Halloween Expectations

What we know today as ‘Halloween’ is very different than what it originated as. Halloween has become a heavily commercialized holiday. Today, Americans spend an estimated $6 billion annually on Halloween, making it the second largest commercial holiday after Christmas. It’s not supposed to be about children and adults gorging themselves on candy and spending too much money on costumes. This year we’re expecting you to do things differently.

While candy sounds good, let’s call it what it actually is, a poison. This poison leads to high amounts of glucose to be stored in your adipose tissue so your body can use it later for an energy source. As you know this is very dangerous for adults because this process adds to weight gain. But it’s also very dangerous for children. Childhood obesity has become one of the most important public health issues in the 21st century. According to the CDC, in 2015 the prevalence of obesity was 18.5% for children and adolescents. That means 13.7 million children and adolescents struggled with being overweight.
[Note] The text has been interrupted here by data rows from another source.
impl JacoCommandReceiver {
    /// Creates a new receiver.
    /// # Arguments
    /// * `num_joints` - Number of arm joints. Default is [`JACO_DEFAULT_ARM_NUM_JOINTS`](`crate::JACO_DEFAULT_ARM_NUM_JOINTS`).
    /// * `num_fingers` - Number of fingers. Default is [`JACO_DEFAULT_ARM_NUM_FINGERS`](`crate::JACO_DEFAULT_ARM_NUM_FINGERS`).
    pub fn new(num_joints: Option<usize>, num_fingers: Option<usize>) -> Self {
        JacoCommandReceiver {
            num_joints: num_joints.unwrap_or(JACO_DEFAULT_ARM_NUM_JOINTS),
            num_fingers: num_fingers.unwrap_or(JACO_DEFAULT_ARM_NUM_FINGERS),
        }
    }

    pub fn from_config(config: &ReceiverConfig) -> Self {
        JacoCommandReceiver::new(Some(config.num_joints), Some(config.num_fingers))
    }

    pub fn num_joints(&self) -> usize {
        self.num_joints
    }

    pub fn num_fingers(&self) -> usize {
        self.num_fingers
    }

    /// Number of joints plus number of fingers.
    pub fn num_positions(&self) -> usize {
        self.num_joints + self.num_fingers
    }

    pub fn message_input_port_name(&self) -> &'static str {
        MESSAGE_INPUT_PORT
    }

    pub fn position_measured_input_port_name(&self) -> &'static str {
        POSITION_MEASURED_INPUT_PORT
    }

    pub fn state_output_port_name(&self) -> &'static str {
        STATE_OUTPUT_PORT
    }

    /// Creates a context with unconnected inputs and without a latched position.
    pub fn create_default_context(&self) -> ReceiverContext {
        ReceiverContext::new(self.num_joints, self.num_fingers)
    }

    fn check_context(&self, context: &ReceiverContext) -> JacoResult<()> {
        if context.num_joints() != self.num_joints || context.num_fingers() != self.num_fingers {
            return Err(JacoException::ContextMismatchError {
                expected_joints: self.num_joints,
                expected_fingers: self.num_fingers,
                actual_joints: context.num_joints(),
                actual_fingers: context.num_fingers(),
            });
        }
        Ok(())
    }

    /// The "position_measured" input, or zero if it is not connected.
    ///
    /// The value is cached in the context until the input changes.
    /// # Errors
    /// * [`ContextMismatchError`](`crate::exception::JacoException::ContextMismatchError`) if
    /// the context was created by a receiver with a different number of joints or fingers.
    pub fn position_measured_or_zero<'c>(
        &self,
        context: &'c ReceiverContext,
    ) -> JacoResult<&'c VectorN> {
        self.check_context(context)?;
        Ok(context.position_measured_or_zero_cache().get_or_init(|| {
            trace!("recomputing {} or zero", POSITION_MEASURED_INPUT_PORT);
            match context.position_measured_input() {
                Some(position) => position.clone(),
                None => VectorN::zeros(self.num_positions()),
            }
        }))
    }

    /// The latest message after validation and unit translation.
    ///
    /// The value is cached in the context until the message input changes.
    /// # Errors
    /// * [`ContextMismatchError`](`crate::exception::JacoException::ContextMismatchError`) if
    /// the context was created by a receiver with a different number of joints or fingers.
    pub fn groom_input<'c>(&self, context: &'c ReceiverContext) -> JacoResult<&'c GroomedCommand> {
        self.check_context(context)?;
        Ok(context.groomed_input_cache().get_or_init(|| {
            trace!("grooming {} input", MESSAGE_INPUT_PORT);
            GroomedCommand::new(context.message_input(), self.num_joints, self.num_fingers)
        }))
    }

    /// Copies the current "position_measured" input (or zero if not connected) into the
    /// context. From then on the position output produces the latched value as long as no
    /// message has been received.
    ///
    /// The latching happens automatically during the first discrete update event, see
    /// [`calc_next_update_time`](`Self::calc_next_update_time`). Use this method when the
    /// receiver is not driven by a [`Simulator`](`crate::Simulator`).
    ///
    /// Calling it again is allowed and latches the current "position_measured" input anew.
    /// # Errors
    /// * [`ContextMismatchError`](`crate::exception::JacoException::ContextMismatchError`) if
    /// the context was created by a receiver with a different number of joints or fingers.
    pub fn latch_initial_position(&self, context: &mut ReceiverContext) -> JacoResult<()> {
        self.latch(context, LatchTrigger::Manual)
    }

    fn latch(&self, context: &mut ReceiverContext, trigger: LatchTrigger) -> JacoResult<()> {
        let position = self.position_measured_or_zero(context)?.clone();
        debug!(
            "latching initial position {:?} at t = {} ({:?})",
            position.as_slice(),
            context.time(),
            trigger
        );
        context.latch(position);
        Ok(())
    }

    /// Time of the next discrete update event.
    ///
    /// The latch event is due immediately as long as the position is not latched. Afterwards
    /// no further event is scheduled.
    pub fn calc_next_update_time(&self, context: &ReceiverContext) -> Option<f64> {
        if context.is_latched() {
            None
        } else {
            Some(context.time())
        }
    }

    /// Handles a discrete update event by latching the initial position.
    ///
    /// The caller has to process this event before evaluating the output for the same time.
    /// # Errors
    /// * [`ContextMismatchError`](`crate::exception::JacoException::ContextMismatchError`) if
    /// the context was created by a receiver with a different number of joints or fingers.
    pub fn calc_discrete_update(&self, context: &mut ReceiverContext) -> JacoResult<()> {
        self.latch(context, LatchTrigger::DiscreteUpdate)
    }

    /// Evaluates the "state" output.
    /// # Errors
    /// * [`ContextMismatchError`](`crate::exception::JacoException::ContextMismatchError`) if
    /// the context was created by a receiver with a different number of joints or fingers.
    pub fn calc_output(&self, context: &ReceiverContext) -> JacoResult<CommandedState> {
        let groomed = self.groom_input(context)?;
        let position = if groomed.received {
            groomed.position.clone()
        } else {
            match context.latched_position() {
                Some(latched) => latched.clone(),
                None => self.position_measured_or_zero(context)?.clone(),
            }
        };
        Ok(CommandedState::new(
            self.num_joints,
            position,
            groomed.velocity.clone(),
        ))
    }
}
// Copyright (c) 2021 Marco Boneberger
// Licensed under the EUPL-1.2-or-later

use clap::Parser;

use jaco::{
    CommandSource, JacoCommand, JacoCommandReceiver, JacoResult, PositionMeasuredSource,
    Simulator,
};
use std::time::Duration;

/// An example showing how the commanded state evolves before and after the first message.
///
/// The measured position drifts slowly. The commanded position follows it only until the
/// first tick latches it. After `--message-delay` ticks a message arrives and takes over.
#[derive(Parser, Debug)]
#[clap(author, version, name = "echo_commanded_state")]
struct CommandLineArguments {
    /// Number of arm joints
    #[clap(long, default_value_t = 7)]
    pub num_joints: usize,
    /// Number of fingers
    #[clap(long, default_value_t = 3)]
    pub num_fingers: usize,
    /// Number of ticks before the first message arrives
    #[clap(long, default_value_t = 5)]
    pub message_delay: u64,
    /// Number of ticks to run
    #[clap(long, default_value_t = 10)]
    pub ticks: u64,
}

struct DelayedCommand {
    ticks: u64,
    delay: u64,
    num_joints: usize,
    num_fingers: usize,
}

impl CommandSource for DelayedCommand {
    fn latest_message(&mut self) -> Option<JacoCommand> {
        self.ticks += 1;
        if self.ticks <= self.delay {
            return None;
        }
        let mut message = JacoCommand::new_zeroed(self.num_joints, self.num_fingers);
        message.utime = 1_000_000;
        message.joint_velocity = vec![0.1; self.num_joints];
        message.finger_velocity = vec![680.; self.num_fingers];
        Some(message)
    }
}

struct DriftingPosition {
    position: Vec<f64>,
}

impl PositionMeasuredSource for DriftingPosition {
    fn position_measured(&mut self) -> Option<Vec<f64>> {
        self.position.iter_mut().for_each(|q| *q += 0.01);
        Some(self.position.clone())
    }
}

fn main() -> JacoResult<()> {
    env_logger::init();
    let args = CommandLineArguments::parse();
    let receiver = JacoCommandReceiver::new(Some(args.num_joints), Some(args.num_fingers));
    let command_source = DelayedCommand {
        ticks: 0,
        delay: args.message_delay,
        num_joints: args.num_joints,
        num_fingers: args.num_fingers,
    };
    let position_source = DriftingPosition {
        position: vec![0.; receiver.num_positions()],
    };
    let mut simulator = Simulator::new(
        &receiver,
        command_source,
        Some(Box::new(position_source)),
        Some(Duration::from_millis(100)),
    )?;
    for _ in 0..args.ticks {
        let time = simulator.next_tick_time();
        let state = simulator.step()?;
        println!("t = {:.1}: {:?}", time, state.to_vector().as_slice());
    }
    Ok(())
}
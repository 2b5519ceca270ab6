// Copyright (c) 2021 Marco Boneberger
// Licensed under the EUPL-1.2-or-later

//! Contains exception and Result definitions
use thiserror::Error;

/// Represents all kind of errors which can occur at the boundaries of a
/// [`JacoCommandReceiver`](`crate::JacoCommandReceiver`).
///
/// A missing message or an unconnected measured position input is not an error. Both are
/// handled by falling back to zero.
#[derive(Error, Debug, Clone, PartialEq)]
pub enum JacoException {
    /// SizeMismatchError is returned if a vector handed to the receiver does not have the
    /// length which was declared at construction. Values are never truncated or padded.
    #[error("{port}: expected a vector of size {expected} but got {actual}")]
    SizeMismatchError {
        /// Name of the port or message field which received the vector.
        port: String,
        /// Size declared by the receiver.
        expected: usize,
        /// Size which was provided.
        actual: usize,
    },

    /// ContextMismatchError is returned if a context created by a receiver with a different
    /// number of joints or fingers is passed to a receiver.
    #[error(
        "Context was created for {actual_joints} joints and {actual_fingers} fingers but the receiver has {expected_joints} joints and {expected_fingers} fingers"
    )]
    ContextMismatchError {
        expected_joints: usize,
        expected_fingers: usize,
        actual_joints: usize,
        actual_fingers: usize,
    },

    /// ConfigurationException is returned for invalid scheduler settings.
    #[error("{message:?}")]
    ConfigurationException { message: String },
}

/// creates a SizeMismatchError for the given port
pub(crate) fn create_size_mismatch(port: &str, expected: usize, actual: usize) -> JacoException {
    JacoException::SizeMismatchError {
        port: port.to_string(),
        expected,
        actual,
    }
}

/// Result type which can have JacoException as Error
pub type JacoResult<T> = Result<T, JacoException>;
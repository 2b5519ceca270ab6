// Copyright (c) 2021 Marco Boneberger
// Licensed under the EUPL-1.2-or-later

//! Contains everything which is needed to turn lcmt_jaco_command messages into commanded
//! states of a Kinova Jaco arm.
pub mod commanded_state;
pub mod jaco_command;
pub mod jaco_command_receiver;
pub mod jaco_constants;
pub mod receiver_context;
pub mod simulator;
pub mod sources;
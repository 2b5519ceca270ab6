// Copyright (c) 2021 Marco Boneberger
// Licensed under the EUPL-1.2-or-later

//! Contains the CommandedState type which is produced on the "state" output.
use serde::Deserialize;
use serde::Serialize;

use crate::utils::{stack, VectorN};

/// Commanded position and velocity for each joint and finger.
///
/// Both vectors hold the arm joints first and the fingers afterwards.
#[derive(Serialize, Deserialize, Debug, Clone, PartialEq)]
pub struct CommandedState {
    num_joints: usize,
    /// Commanded positions. Unit: \[rad\]
    pub position: VectorN,
    /// Commanded velocities. Unit: \[rad/s\]
    pub velocity: VectorN,
}

impl CommandedState {
    pub(crate) fn new(num_joints: usize, position: VectorN, velocity: VectorN) -> Self {
        debug_assert_eq!(position.len(), velocity.len());
        CommandedState {
            num_joints,
            position,
            velocity,
        }
    }

    /// Number of arm joints.
    pub fn num_joints(&self) -> usize {
        self.num_joints
    }

    /// Number of fingers.
    pub fn num_fingers(&self) -> usize {
        self.position.len() - self.num_joints
    }

    /// Flat vector of size 2N: positions followed by velocities.
    pub fn to_vector(&self) -> VectorN {
        stack(&self.position, &self.velocity)
    }

    pub fn joint_position(&self) -> &[f64] {
        &self.position.as_slice()[..self.num_joints]
    }

    pub fn finger_position(&self) -> &[f64] {
        &self.position.as_slice()[self.num_joints..]
    }

    pub fn joint_velocity(&self) -> &[f64] {
        &self.velocity.as_slice()[..self.num_joints]
    }

    pub fn finger_velocity(&self) -> &[f64] {
        &self.velocity.as_slice()[self.num_joints..]
    }
}

#[cfg(test)]
mod tests {
    use crate::kinova_jaco::commanded_state::CommandedState;
    use crate::utils::VectorN;

    #[test]
    fn layout() {
        let state = CommandedState::new(
            2,
            VectorN::from_row_slice(&[1., 2., 3.]),
            VectorN::from_row_slice(&[4., 5., 6.]),
        );
        assert_eq!(state.num_joints(), 2);
        assert_eq!(state.num_fingers(), 1);
        assert_eq!(state.to_vector().as_slice(), &[1., 2., 3., 4., 5., 6.]);
        assert_eq!(state.joint_position(), &[1., 2.]);
        assert_eq!(state.finger_position(), &[3.]);
        assert_eq!(state.joint_velocity(), &[4., 5.]);
        assert_eq!(state.finger_velocity(), &[6.]);
    }
}
// Copyright (c) 2021 Marco Boneberger
// Licensed under the EUPL-1.2-or-later

//! Traits for the producers of the two receiver inputs.
#[cfg(test)]
use mockall::automock;

use crate::kinova_jaco::jaco_command::JacoCommand;

/// Supplies decoded lcmt_jaco_command messages, e.g. from an LCM subscriber.
#[cfg_attr(test, automock)]
pub trait CommandSource {
    /// The most recently received message, or None if nothing has been received yet.
    fn latest_message(&mut self) -> Option<JacoCommand>;
}

/// Supplies the measured position of all joints and fingers.
#[cfg_attr(test, automock)]
pub trait PositionMeasuredSource {
    /// Measured joint positions followed by finger positions, or None while no measurement is
    /// available.
    fn position_measured(&mut self) -> Option<Vec<f64>>;
}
If our country is struggling with obesity for both adults and children; why should anyone be handing out pounds of candy on Halloween?

Another perspective that I want you to recognize is my personal experience as a type one diabetic. The holidays are always hard for me because of what everyone else expects you to eats. I can’t have the candy that all my neighbors pass out, so imagine what it’s like for a kid with diabetes. They get to look forward to dressing up and walking around the neighborhood, but they get taunted at every door with things they can’t have. I can’t tell you how many times I am tempted to grab just one piece of candy. What is the harm? There is more harm in one piece of candy for me. No one can have just one piece of candy. That one piece of candy turns into one handful, then just one bag, and then finally you eat everything. The consequences are horrible and not worth it.

So be a good neighbor and don’t offer poison to the children and adults in your community that don’t need the sugar, or can’t have it.

We challenge you to be better this year and every year after to stop giving candy out. Instead offer little knick-knacks like Halloween themed items, toy figurines, erasers, pencils, fake spiders, fake vampire teeth, etc. Even having thoughtful things like water to pass out is more considerate than giving out poison.

And remember having just one piece of candy is like an alcoholic only having one sip. Stay strong for a better you.